Плешивый внес кастрюлю и плюхнул на плиту. Налипший снег зашипел, тая. Примерившись, он опустил курицу и подкинул дров. “Соль — после. Теперь будем ждать”, — подмигнул Ксении. “А где ваш... друг?” — она спросила невпопад. “Максимилиан-то? — Плешивый усаживался. — Носит где-то нелегкая. Тебе зачем?” — “Я хочу спросить у него. — Ксения не подняла глаз. — Кто такие — волхвы?”
“Волхвы?! — Его брови хмурились, глаза веселились. — Колдуны, значит. Явились, значит, с Востока”. Он налил. “Тетя Лиля сказала, он — Ирод”. Рука кинула пойло в рот, как в печь. Плешивый глотнул и выпучил заслезившиеся глаза: “Ну-у?” — Он передыхал.
“Дай мне книгу”. — Ксения смотрела на Чибиса. Чибис вынул из кармана и протянул. “Вот. — Она открыла обожженный лист. — Тогда Ирод, увидев себя осмеянным волхвами... — Ксения читала, не переводя дыхания. — ...всех младенцев... ниже времени, которое выведал у волхвов...” Инна слушала внимательно; 1941—1941, 1949—1949, 1959—1959 — плыли теткины цифры...
“Тетя Лиля сказала, и вы тоже: он сына убил... И другие мальчики умирают — всюду”. — Ксения смотрела в серую стену. “Ты, девка, сдурела совсем! Нешто Максимилиан — Ирод? Когда было-то? Не теперь же… — Он тыкал в раскрытую книгу черным пальцем. — Много их, которые сынов убивали, и кого — сыны... И!” — Махнул рукой, не берясь сосчитать.
“И никто не виноват?” — Инна вставала на защиту своих — четырехлетних, убитых, но не выдавших тайны. Слова влетели в печь, как сухие поленья. Зарезка нащупал бутыль и, опрокинув, приставил ко рту. Два беловатых ручейка сочились из углов. “Дура ты, — он зашевелил языком. — Где это видано, чтобы всех убивцев виноватить?”
“Значит, если я вот сейчас возьму нож, — Чибисова рука лезла под пальто, — и убью... я тоже буду не-ви-но-вен?” — “Ты-то? — Он оглядел щуплую фигуру. — Ты-то будешь виноватый”, — решил твердо. “Почему?” — Ксения встала рядом с Инной. “Потому что — не Ирод!” — захохотал, цепляясь за ангельский подол.
“Сей есть сын мой возлюбленный, в котором мое благоволение!” — трубным голосом раздалось из-за стены. “Лошадиный”, — Ксения дернула Инну.
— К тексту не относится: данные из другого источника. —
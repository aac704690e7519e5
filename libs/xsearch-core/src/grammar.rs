//! Static tables for the search-query grammar
//!
//! The target grammar is a conjunction of space-separated terms. This module
//! holds the fixed operator vocabularies (languages, filters, includes, card
//! types) and the ordered dispatch table used to describe a condition back to
//! a human.

use crate::models::{CardTypeInfo, LanguageInfo};

/// Language codes accepted by `lang:`, including the special
/// linguistic-metadata codes (`und`, `qam`, `qct`, `qht`, `qme`, `qst`, `zxx`)
pub const SUPPORTED_LANGUAGES: &[LanguageInfo] = &[
    LanguageInfo { code: "en", name: "English" },
    LanguageInfo { code: "zh", name: "Chinese" },
    LanguageInfo { code: "ja", name: "Japanese" },
    LanguageInfo { code: "ko", name: "Korean" },
    LanguageInfo { code: "es", name: "Spanish" },
    LanguageInfo { code: "fr", name: "French" },
    LanguageInfo { code: "de", name: "German" },
    LanguageInfo { code: "it", name: "Italian" },
    LanguageInfo { code: "pt", name: "Portuguese" },
    LanguageInfo { code: "ru", name: "Russian" },
    LanguageInfo { code: "ar", name: "Arabic" },
    LanguageInfo { code: "und", name: "Undefined language" },
    LanguageInfo { code: "qam", name: "Mentions only" },
    LanguageInfo { code: "qct", name: "Cashtags only" },
    LanguageInfo { code: "qht", name: "Hashtags only" },
    LanguageInfo { code: "qme", name: "Media links" },
    LanguageInfo { code: "qst", name: "Short text" },
    LanguageInfo { code: "zxx", name: "Media only, no text" },
];

/// Names accepted by `filter:` / `-filter:`
pub const VALID_FILTERS: &[&str] = &[
    "verified",
    "blue_verified",
    "follows",
    "social",
    "trusted",
    "replies",
    "links",
    "media",
    "images",
    "videos",
    "nativeretweets",
    "retweets",
    "quote",
    "self_threads",
    "has_engagement",
    "news",
    "safe",
    "hashtags",
];

/// Names accepted by `include:`
pub const VALID_INCLUDES: &[&str] = &["nativeretweets"];

/// Card types accepted by `card_name:`
pub const CARD_TYPES: &[CardTypeInfo] = &[
    CardTypeInfo { card_type: "poll2choice_text_only", name: "2-choice text poll" },
    CardTypeInfo { card_type: "poll3choice_image", name: "3-choice image poll" },
    CardTypeInfo { card_type: "poll4choice_text_only", name: "4-choice text poll" },
    CardTypeInfo { card_type: "audio", name: "Audio card" },
    CardTypeInfo { card_type: "animated_gif", name: "GIF card" },
    CardTypeInfo { card_type: "summary", name: "Small-image summary card" },
    CardTypeInfo { card_type: "summary_large_image", name: "Large-image summary card" },
    CardTypeInfo { card_type: "player", name: "Player card" },
    CardTypeInfo { card_type: "promo_image_app", name: "Promoted app image card" },
];

/// Whether a language code is a member of the supported set
#[must_use]
pub fn is_supported_language(code: &str) -> bool {
    SUPPORTED_LANGUAGES.iter().any(|lang| lang.code == code)
}

/// Whether a filter name is a member of the recognised set
#[must_use]
pub fn is_valid_filter(name: &str) -> bool {
    VALID_FILTERS.contains(&name)
}

/// Whether an include name is a member of the recognised set
#[must_use]
pub fn is_valid_include(name: &str) -> bool {
    VALID_INCLUDES.contains(&name)
}

/// One prefix-dispatch rule for describing a condition
struct DescriptionRule {
    prefix: &'static str,
    label: &'static str,
    /// Strip the matched prefix from the value shown after the label;
    /// rules that keep it show the whole condition
    strip_prefix: bool,
}

/// Dispatch order is significant: first match wins
const DESCRIPTION_RULES: &[DescriptionRule] = &[
    DescriptionRule { prefix: "from:", label: "from user", strip_prefix: true },
    DescriptionRule { prefix: "to:", label: "replying to user", strip_prefix: true },
    DescriptionRule { prefix: "@", label: "mentions user", strip_prefix: true },
    DescriptionRule { prefix: "#", label: "hashtag", strip_prefix: false },
    DescriptionRule { prefix: "$", label: "cashtag", strip_prefix: false },
    DescriptionRule { prefix: "lang:", label: "language", strip_prefix: true },
    DescriptionRule { prefix: "since:", label: "start time", strip_prefix: true },
    DescriptionRule { prefix: "until:", label: "end time", strip_prefix: true },
    DescriptionRule { prefix: "filter:", label: "filter", strip_prefix: true },
    DescriptionRule { prefix: "min_", label: "minimum engagement", strip_prefix: false },
    DescriptionRule { prefix: "near:", label: "location", strip_prefix: true },
];

/// Describe one condition in human-readable form
#[must_use]
pub fn describe_condition(condition: &str) -> String {
    for rule in DESCRIPTION_RULES {
        if let Some(rest) = condition.strip_prefix(rule.prefix) {
            let value = if rule.strip_prefix { rest } else { condition };
            return format!("{}: {}", rule.label, value);
        }
    }

    if condition.starts_with('"') && condition.ends_with('"') {
        return format!("exact phrase: {condition}");
    }

    format!("keyword: {condition}")
}

#[cfg(test)]
mod tests {
    use super::*;

    #[test]
    fn test_language_membership() {
        assert!(is_supported_language("en"));
        assert!(is_supported_language("zxx"));
        assert!(!is_supported_language("xx"));
        assert!(!is_supported_language(""));
        assert_eq!(SUPPORTED_LANGUAGES.len(), 18);
    }

    #[test]
    fn test_filter_membership() {
        assert!(is_valid_filter("verified"));
        assert!(is_valid_filter("self_threads"));
        assert!(!is_valid_filter("not_a_real_filter"));
        assert_eq!(VALID_FILTERS.len(), 18);
    }

    #[test]
    fn test_include_membership() {
        assert!(is_valid_include("nativeretweets"));
        assert!(!is_valid_include("retweets"));
    }

    #[test]
    fn test_describe_user_conditions() {
        assert_eq!(describe_condition("from:alice"), "from user: alice");
        assert_eq!(describe_condition("to:bob"), "replying to user: bob");
        assert_eq!(describe_condition("@carol"), "mentions user: carol");
    }

    #[test]
    fn test_describe_tags_keep_sigil() {
        assert_eq!(describe_condition("#news"), "hashtag: #news");
        assert_eq!(describe_condition("$AAPL"), "cashtag: $AAPL");
    }

    #[test]
    fn test_describe_dispatch_order() {
        // `from:` must win over the `@` rule even if the value contains `@`
        assert_eq!(describe_condition("from:@alice"), "from user: @alice");
        // `since_time:` does not match the `since:` rule
        assert_eq!(
            describe_condition("since_time:1700000000"),
            "keyword: since_time:1700000000"
        );
    }

    #[test]
    fn test_describe_engagement_and_phrase() {
        assert_eq!(
            describe_condition("min_faves:100"),
            "minimum engagement: min_faves:100"
        );
        assert_eq!(
            describe_condition("\"exact phrase\""),
            "exact phrase: \"exact phrase\""
        );
        assert_eq!(describe_condition("rust"), "keyword: rust");
    }

    #[test]
    fn test_describe_location() {
        assert_eq!(describe_condition("near:me"), "location: me");
        assert_eq!(
            describe_condition("near:\"New York\""),
            "location: \"New York\""
        );
    }
}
Плешивый цопнул бутыль и сунул под лежак.
“Привет компании! По какому случаю? Самогонкой аж за стены несет”. — Лошадиный оглядывался, ища. Плешивый завозился на лежаке: “Вот — гости к нам. — Он вертел головой, кривляясь. — Наслышаны, говорят, что в городе Вихлееме народился новый царь юдейский, хочет тебя с престолу звергнуть. — Он подпихивал бутыль ногой. — Волхвы, значит… Звезда, говорят, привела”.
“Цыц! — гаркнул Лошадиный. — Стул мне!” Плешивый слез с лежака и вытянул из угла табурет. “Привела, говоришь?” — “Звезда, звезда”, — поддакнул Плешивый.
“Какая звезда?” — шепнула Ксения. Иннино лицо стало острым. “Вот и я говорю, Максимилианушка, что не всех убивцев виноватят, — Плешивый завел, кланяясь. — Одна звезда с неба упала, весь белый свет осияла, померк белый свет-то...” Рука Лошадиного тянулась за пазуху. Из-под тулупа выходила золоченая пробка.
“Добытчик ты, Максимилианушка! — Плешивый подносил готовую мензурку. — Беленькую нашел, госуда-арственную”, — тянул подобострастно. “Не лезь! — Лошадиный оборвал пробку и налил себе — одному. — Иродом, значит, меня. — Он обвел глазами троих. — Ну, и дальше чего?” — Выпил и оглядел Плешивого. Тот вдруг озлился: “А дальше прикажи в город послать и убить младенцев мужеска полу”. — “Какой такой город? Ихний, что ли? Пустой он — некому у них там народиться”. — “А, не твоего ума! Твое дело — Иродово”. — Зарезка вертел осмелевшим пальцем.